(Dataset entries)
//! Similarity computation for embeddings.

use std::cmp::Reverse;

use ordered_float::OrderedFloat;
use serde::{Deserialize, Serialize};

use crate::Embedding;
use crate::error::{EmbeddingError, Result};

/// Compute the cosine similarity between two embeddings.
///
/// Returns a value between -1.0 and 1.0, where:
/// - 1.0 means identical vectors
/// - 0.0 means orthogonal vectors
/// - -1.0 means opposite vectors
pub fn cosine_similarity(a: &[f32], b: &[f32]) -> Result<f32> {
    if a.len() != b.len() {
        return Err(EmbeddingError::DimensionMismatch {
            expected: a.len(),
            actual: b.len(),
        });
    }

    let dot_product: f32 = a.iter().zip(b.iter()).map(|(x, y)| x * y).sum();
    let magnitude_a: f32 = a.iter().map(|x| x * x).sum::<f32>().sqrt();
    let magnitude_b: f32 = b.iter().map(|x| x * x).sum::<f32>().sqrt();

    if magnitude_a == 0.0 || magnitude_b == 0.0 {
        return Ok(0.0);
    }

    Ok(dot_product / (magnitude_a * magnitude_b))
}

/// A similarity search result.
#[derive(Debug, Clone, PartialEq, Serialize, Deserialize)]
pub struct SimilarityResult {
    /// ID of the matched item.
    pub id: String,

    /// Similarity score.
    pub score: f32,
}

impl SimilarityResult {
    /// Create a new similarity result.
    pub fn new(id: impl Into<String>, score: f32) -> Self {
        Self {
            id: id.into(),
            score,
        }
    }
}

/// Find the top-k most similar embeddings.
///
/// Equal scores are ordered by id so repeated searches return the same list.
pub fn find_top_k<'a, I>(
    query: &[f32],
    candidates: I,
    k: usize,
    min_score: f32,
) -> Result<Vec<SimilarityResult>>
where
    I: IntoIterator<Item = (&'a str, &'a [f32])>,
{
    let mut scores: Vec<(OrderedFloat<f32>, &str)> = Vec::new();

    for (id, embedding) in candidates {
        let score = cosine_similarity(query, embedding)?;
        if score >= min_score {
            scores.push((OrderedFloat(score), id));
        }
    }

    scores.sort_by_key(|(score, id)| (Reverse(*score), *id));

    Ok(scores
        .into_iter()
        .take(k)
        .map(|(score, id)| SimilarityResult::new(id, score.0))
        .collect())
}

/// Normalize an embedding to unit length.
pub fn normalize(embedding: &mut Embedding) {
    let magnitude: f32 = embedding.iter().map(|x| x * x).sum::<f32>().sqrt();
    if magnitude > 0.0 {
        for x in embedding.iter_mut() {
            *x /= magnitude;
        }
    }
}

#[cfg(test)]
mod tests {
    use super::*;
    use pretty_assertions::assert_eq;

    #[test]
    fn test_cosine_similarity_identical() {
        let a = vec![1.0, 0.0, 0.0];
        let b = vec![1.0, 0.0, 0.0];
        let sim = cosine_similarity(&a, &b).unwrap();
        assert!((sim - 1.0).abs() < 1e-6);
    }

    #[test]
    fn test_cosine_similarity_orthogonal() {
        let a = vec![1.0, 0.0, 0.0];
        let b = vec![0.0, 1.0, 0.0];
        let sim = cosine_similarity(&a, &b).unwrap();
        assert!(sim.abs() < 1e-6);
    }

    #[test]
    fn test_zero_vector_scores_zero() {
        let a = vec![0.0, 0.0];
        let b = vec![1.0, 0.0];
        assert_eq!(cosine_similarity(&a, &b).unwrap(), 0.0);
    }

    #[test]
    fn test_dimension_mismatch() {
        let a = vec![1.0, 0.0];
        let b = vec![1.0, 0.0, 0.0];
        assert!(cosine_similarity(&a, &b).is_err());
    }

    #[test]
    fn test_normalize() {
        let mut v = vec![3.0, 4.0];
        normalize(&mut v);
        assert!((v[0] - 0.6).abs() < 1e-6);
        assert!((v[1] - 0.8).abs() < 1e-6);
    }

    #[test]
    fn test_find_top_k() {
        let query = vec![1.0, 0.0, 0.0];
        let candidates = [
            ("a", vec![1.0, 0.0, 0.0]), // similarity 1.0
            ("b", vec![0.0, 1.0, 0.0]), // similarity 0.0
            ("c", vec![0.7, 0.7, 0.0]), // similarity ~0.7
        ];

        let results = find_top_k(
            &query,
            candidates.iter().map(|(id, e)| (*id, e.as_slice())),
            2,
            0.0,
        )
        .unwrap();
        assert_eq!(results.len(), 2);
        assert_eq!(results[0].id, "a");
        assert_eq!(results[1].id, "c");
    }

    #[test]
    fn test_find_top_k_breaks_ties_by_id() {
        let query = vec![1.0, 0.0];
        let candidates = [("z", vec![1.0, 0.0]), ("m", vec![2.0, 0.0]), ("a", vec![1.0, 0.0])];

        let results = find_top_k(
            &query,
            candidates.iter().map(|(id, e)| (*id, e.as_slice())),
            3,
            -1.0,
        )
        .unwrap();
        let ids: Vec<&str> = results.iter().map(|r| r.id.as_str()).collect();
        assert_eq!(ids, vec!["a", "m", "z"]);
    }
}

▶ Your objective:
How many lines of the records contain "Serialize"? Answer with the number only.

▶ Exercise result:
2